神仏習合 〜七福神〜
七福神
日本は神仏習合とよく言われますが、密教系の寺院の仏様には如来・菩薩・明王・天とそれぞれの部門の仏像が奉安されています。このうちの天部の仏がすなわち「神」さまのことです。神様は「曼荼羅図」の最外縁部におられて、ある意味で最も我々に身近な存在です。森羅万象あらゆるものに神宿るというのが、昔からの教えで私たちの深層心理を形作っているように思います。その八百万の神の中から、代表的な7つの神様を配置したのが七福神というわけです。
宝船に乗っている七福神の神様の出自は、インドのヒンドゥー教(大黒・毘沙門・弁才)、中国の仏教(布袋)、道教(福禄寿・寿老人)、日本の土着信仰(恵比寿・大国主)が入りまじって形成された神仏習合からなります。七福神信仰の始まりは室町時代と言われていますから、当時の人の世界観が表れているのでしょう。
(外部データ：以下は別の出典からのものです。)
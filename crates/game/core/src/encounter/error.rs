//! Controller misuse errors.

use crate::encounter::EncounterPhase;
use crate::env::OracleError;
use crate::error::{ErrorSeverity, GameError};

/// Errors returned by [`super::Encounter`].
///
/// Rejected actions (cooldowns, empty flasks, stuns) are not errors; they come
/// back as no-op outcomes.
#[derive(Clone, Debug, PartialEq, Eq, thiserror::Error)]
pub enum EncounterError {
    #[error("encounter is not active (phase: {0})")]
    NotActive(EncounterPhase),

    #[error("encounter already started (phase: {0})")]
    AlreadyActive(EncounterPhase),

    #[error("invalid loadout: {0}")]
    Oracle(#[from] OracleError),
}

impl GameError for EncounterError {
    fn severity(&self) -> ErrorSeverity {
        match self {
            Self::NotActive(_) | Self::AlreadyActive(_) => ErrorSeverity::Recoverable,
            Self::Oracle(err) => err.severity(),
        }
    }

    fn error_code(&self) -> &'static str {
        match self {
            Self::NotActive(_) => "ENCOUNTER_NOT_ACTIVE",
            Self::AlreadyActive(_) => "ENCOUNTER_ALREADY_ACTIVE",
            Self::Oracle(err) => err.error_code(),
        }
    }
}
//! Encounter snapshot encoding.
//!
//! JSON is meant for inspection and save files a person may open; bincode is
//! the compact form for storage between ticks.
use battle_core::EncounterSnapshot;

use crate::api::{Result, RuntimeError};

#[derive(Debug, Clone, Copy, PartialEq, Eq, Default, strum::Display)]
#[strum(serialize_all = "snake_case")]
pub enum SnapshotFormat {
    #[default]
    Json,
    Bincode,
}

pub fn encode_snapshot(snapshot: &EncounterSnapshot, format: SnapshotFormat) -> Result<Vec<u8>> {
    match format {
        SnapshotFormat::Json => {
            serde_json::to_vec_pretty(snapshot).map_err(RuntimeError::SnapshotJson)
        }
        SnapshotFormat::Bincode => {
            bincode::serialize(snapshot).map_err(RuntimeError::SnapshotBincode)
        }
    }
}

pub fn decode_snapshot(bytes: &[u8], format: SnapshotFormat) -> Result<EncounterSnapshot> {
    match format {
        SnapshotFormat::Json => serde_json::from_slice(bytes).map_err(RuntimeError::SnapshotJson),
        SnapshotFormat::Bincode => {
            bincode::deserialize(bytes).map_err(RuntimeError::SnapshotBincode)
        }
    }
}
//! Loads every content table from one directory.

use std::path::{Path, PathBuf};

use anyhow::Context;
use battle_core::{AffixDefinition, ClassTemplate, GameConfig};

use crate::loaders::{
    AffixLoader, ClassLoader, ConfigLoader, ContentBundle, ItemCatalog, ItemLoader, LoadResult,
    MonsterCatalog, MonsterLoader, SkillCatalog, SkillLoader, StoryLoader,
};
use crate::story::StoryScript;

/// Reads `config.toml` plus `classes`, `monsters`, `items`, `affixes`,
/// `skills` and an optional `story` table (all `.ron`) from `root`.
pub struct ContentFactory {
    root: PathBuf,
}

impl ContentFactory {
    pub fn new(root: impl Into<PathBuf>) -> Self {
        ContentFactory { root: root.into() }
    }

    /// Factory over the data directory shipped with this crate.
    pub fn bundled() -> Self {
        Self::new(Path::new(env!("CARGO_MANIFEST_DIR")).join("data"))
    }

    /// Load combat configuration from `config.toml`.
    pub fn load_config(&self) -> LoadResult<GameConfig> {
        ConfigLoader::load(&self.root.join("config.toml"))
    }

    pub fn load_classes(&self) -> LoadResult<Vec<ClassTemplate>> {
        ClassLoader::load(&self.root.join("classes.ron"))
    }

    pub fn load_monsters(&self) -> LoadResult<MonsterCatalog> {
        MonsterLoader::load(&self.root.join("monsters.ron"))
    }

    pub fn load_items(&self) -> LoadResult<ItemCatalog> {
        ItemLoader::load(&self.root.join("items.ron"))
    }

    pub fn load_affixes(&self) -> LoadResult<Vec<AffixDefinition>> {
        AffixLoader::load(&self.root.join("affixes.ron"))
    }

    pub fn load_skills(&self) -> LoadResult<SkillCatalog> {
        SkillLoader::load(&self.root.join("skills.ron"))
    }

    /// Load story scripts from `story.ron`, or none when the file is absent.
    pub fn load_story(&self) -> LoadResult<Vec<StoryScript>> {
        let path = self.root.join("story.ron");
        if !path.exists() {
            tracing::debug!(target: "content::loader", path = %path.display(), "no story scripts");
            return Ok(Vec::new());
        }
        StoryLoader::load(&path)
    }

    /// Load every table and validate cross references.
    pub fn load_bundle(&self) -> LoadResult<ContentBundle> {
        let bundle = ContentBundle {
            config: self.load_config()?,
            classes: self.load_classes()?,
            monsters: self.load_monsters()?,
            items: self.load_items()?,
            affixes: self.load_affixes()?,
            skills: self.load_skills()?,
            story: self.load_story()?,
        };
        bundle
            .validate()
            .with_context(|| format!("invalid content in {}", self.root.display()))?;

        tracing::info!(
            target: "content::loader",
            classes = bundle.classes.len(),
            monsters = bundle.monsters.len(),
            weapons = bundle.items.weapons.len(),
            armors = bundle.items.armors.len(),
            affixes = bundle.affixes.len(),
            scripts = bundle.story.len(),
            "content loaded"
        );
        Ok(bundle)
    }

    pub fn root(&self) -> &Path {
        &self.root
    }
}
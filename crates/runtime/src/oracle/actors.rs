//! [`battle_core::ActorOracle`] backed by in-memory maps.
use std::collections::HashMap;

use battle_core::{ActorOracle, ClassTemplate, MonsterTemplate};

#[derive(Debug, Default)]
pub struct ActorOracleImpl {
    classes: HashMap<String, ClassTemplate>,
    monsters: HashMap<String, MonsterTemplate>,
}

impl ActorOracleImpl {
    pub fn new() -> Self {
        Self::default()
    }

    pub fn add_class(&mut self, template: ClassTemplate) {
        self.classes.insert(template.id.clone(), template);
    }

    pub fn add_monster(&mut self, template: MonsterTemplate) {
        self.monsters.insert(template.id.clone(), template);
    }
}

impl ActorOracle for ActorOracleImpl {
    fn class(&self, id: &str) -> Option<&ClassTemplate> {
        self.classes.get(id)
    }

    fn monster(&self, id: &str) -> Option<&MonsterTemplate> {
        self.monsters.get(id)
    }
}
//! Whole exchanges driven through the public API.

mod common;

use battle_core::resolve::basic_attack;
use battle_core::{
    ActionOutcome, ArmorEffect, Combat, DerivedStats, Encounter, EncounterPhase, FixedRng,
    GameConfig, Loadout, OpponentState, PassiveRegistry, PcgRng, PlayerCommand, Rolls, Side,
};

use common::{Catalog, fighter, wearing};

#[test]
fn basic_exchange_kills_in_two_swings() {
    let catalog = Catalog::basic();
    let registry = PassiveRegistry::standard();
    let config = GameConfig::default();
    let rng = FixedRng::always_fail();
    let player = fighter(100);
    let loadout = Loadout::resolve(&player, &catalog, &catalog).expect("loadout");
    let stats = DerivedStats {
        atk: 20,
        speed: 20,
        max_hp: 100,
        crit_damage: 1.5,
        dodge_chance: 0.05,
        ..DerivedStats::default()
    };
    let mut slime = OpponentState::with_stats("slime", 30, 5, 0, 10);

    let first = basic_attack(
        Combat::new(&player, &slime, &stats, &loadout, &registry, &config),
        Rolls::new(&rng, 3, 0, Side::Player),
    );
    assert_eq!(first.opponent.hp, Some(10));
    assert!(!first.opponent_died);
    first.opponent.apply_to(&mut slime);

    let second = basic_attack(
        Combat::new(&player, &slime, &stats, &loadout, &registry, &config),
        Rolls::new(&rng, 3, 1, Side::Player),
    );
    assert_eq!(second.opponent.hp, Some(0));
    assert!(second.opponent_died);
}

#[test]
fn potion_heals_through_the_controller() {
    let catalog = Catalog::basic();
    let rng = FixedRng::always_fail();
    let env = catalog.env(&rng);
    let mut player = fighter(200);
    player.hp = 50;
    let bat = OpponentState::with_stats("bat", 20, 3, 0, 10);
    let mut encounter = Encounter::new(player, bat, GameConfig::default(), 5);
    encounter.start(&env).expect("start");

    let outcome = encounter
        .command(&env, PlayerCommand::UsePotion)
        .expect("potion");
    assert_eq!(outcome.player.hp, Some(120));
    assert_eq!(encounter.player().hp, 120);
    assert_eq!(encounter.player().potions, 1);
}

#[test]
fn death_save_holds_each_time_health_is_above_half() {
    let catalog = Catalog::basic().with_armor(
        "undying",
        0,
        ArmorEffect {
            death_save: true,
            ..ArmorEffect::default()
        },
    );
    let rng = FixedRng::always_fail();
    let env = catalog.env(&rng);
    let player = wearing(fighter(100), "undying", &[]);
    let ogre = OpponentState::with_stats("ogre", 1_000, 500, 0, 10);
    let mut encounter = Encounter::new(player, ogre, GameConfig::default(), 5);
    encounter.start(&env).expect("start");

    // The ogre first acts on tick 100: the save leaves the player at 1.
    for _ in 0..100 {
        encounter.tick(&env).expect("tick");
    }
    assert_eq!(encounter.phase(), EncounterPhase::Active);
    assert_eq!(encounter.player().hp, 1);

    // At 1% health the next blow is fatal.
    let mut outcomes: Vec<ActionOutcome> = Vec::new();
    while !encounter.is_over() {
        outcomes.extend(encounter.tick(&env).expect("tick"));
    }
    assert_eq!(encounter.phase(), EncounterPhase::PlayerDefeated);
    assert!(outcomes.iter().any(|outcome| outcome.player_died));
    assert_eq!(encounter.elapsed_millis(), 20_000);
}

#[test]
fn same_seed_replays_identically() {
    let catalog = Catalog::basic();
    let rng = PcgRng;
    let env = catalog.env(&rng);

    let run = |seed: u64| {
        let wolf = OpponentState::with_stats("wolf", 60, 8, 2, 14);
        let mut encounter = Encounter::new(fighter(100), wolf, GameConfig::default(), seed);
        encounter.start(&env).expect("start");
        let mut log = Vec::new();
        for _ in 0..5_000 {
            if encounter.is_over() {
                break;
            }
            log.extend(encounter.tick(&env).expect("tick"));
        }
        (log, encounter.snapshot())
    };

    let (first_log, first_end) = run(42);
    let (second_log, second_end) = run(42);
    assert!(first_end.phase.is_terminal());
    assert_eq!(first_log, second_log);
    assert_eq!(first_end, second_end);
}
仁王経に『七難即滅、七福即生』の言葉があります。これは世の中の七つの大難、太陽の異変、星の異変、風害、水害、火災、干害、盗難が直ちに消滅し、七つの福が生まれるとの意味です。この七つの福をお願いするのが、七福神信仰につながっているのです。
伊勢の津七福神
津市内、由緒ある七つの神社仏閣を巡拝していただく中で、『歴史ある津の町を多くの方々に知ってほしい』という願いを込めて「伊勢の津七福神」が開創されました。(平成24年12月2日開創法会)
津観音寺(恵日山観音寺)は第一番札所(毘沙門天霊場)です。
「伊勢の津七福神」については下記リンク先もご覧下さい。
『伊勢の津 七福神』(外部サイト)
四天王最強の毘沙門天
〜七難を避け、七福を与える北方守護の神仏である毘沙門天〜
1. 北方守護の神
毘沙門天のルーツは、インドの前期ヴェーダ時代(紀元前1500〜紀元前1000頃)からの古い神で、北の方角を守る神ヴァイシュラヴァナで、これが毘沙門天と訳されており、多聞天とも呼ばれる四天王最強の神です。また吉祥天は毘沙門天の妻です。
2. 武道の神
毘沙門天の勇壮な姿は憤怒の相に唐の武人装束をまとい、左手に宝塔、右手に金剛棒(あるいは三叉戟:先が三つになった槍)を持ち、二体の邪鬼を踏みつけている姿で、9世紀ごろには、中国で武道の神として崇拝されていたようです。日本では戦いの神として信仰を集め、南北時代の武将楠木正成は、自らを毘沙門天の申し子とし、幼名を多聞天にちなんで多聞丸と称しました。また、上杉謙信も自分のことを毘沙門天の生まれ変わりだと信じ、丸に毘の字をかたどった戦旗を使用していました。
3. 福の神
毘沙門天の「びしゃもん」は、サンスクリット語で「あまねく聞く・多聞」という意味で、もともとヒンドゥー教の倶毘羅(クーベラ)という財宝を守る神とされています。
この財宝・福徳をつかさどる神クベーラと毘沙門天が同一視され、室町時代にはすでに福神として信仰を集めていました。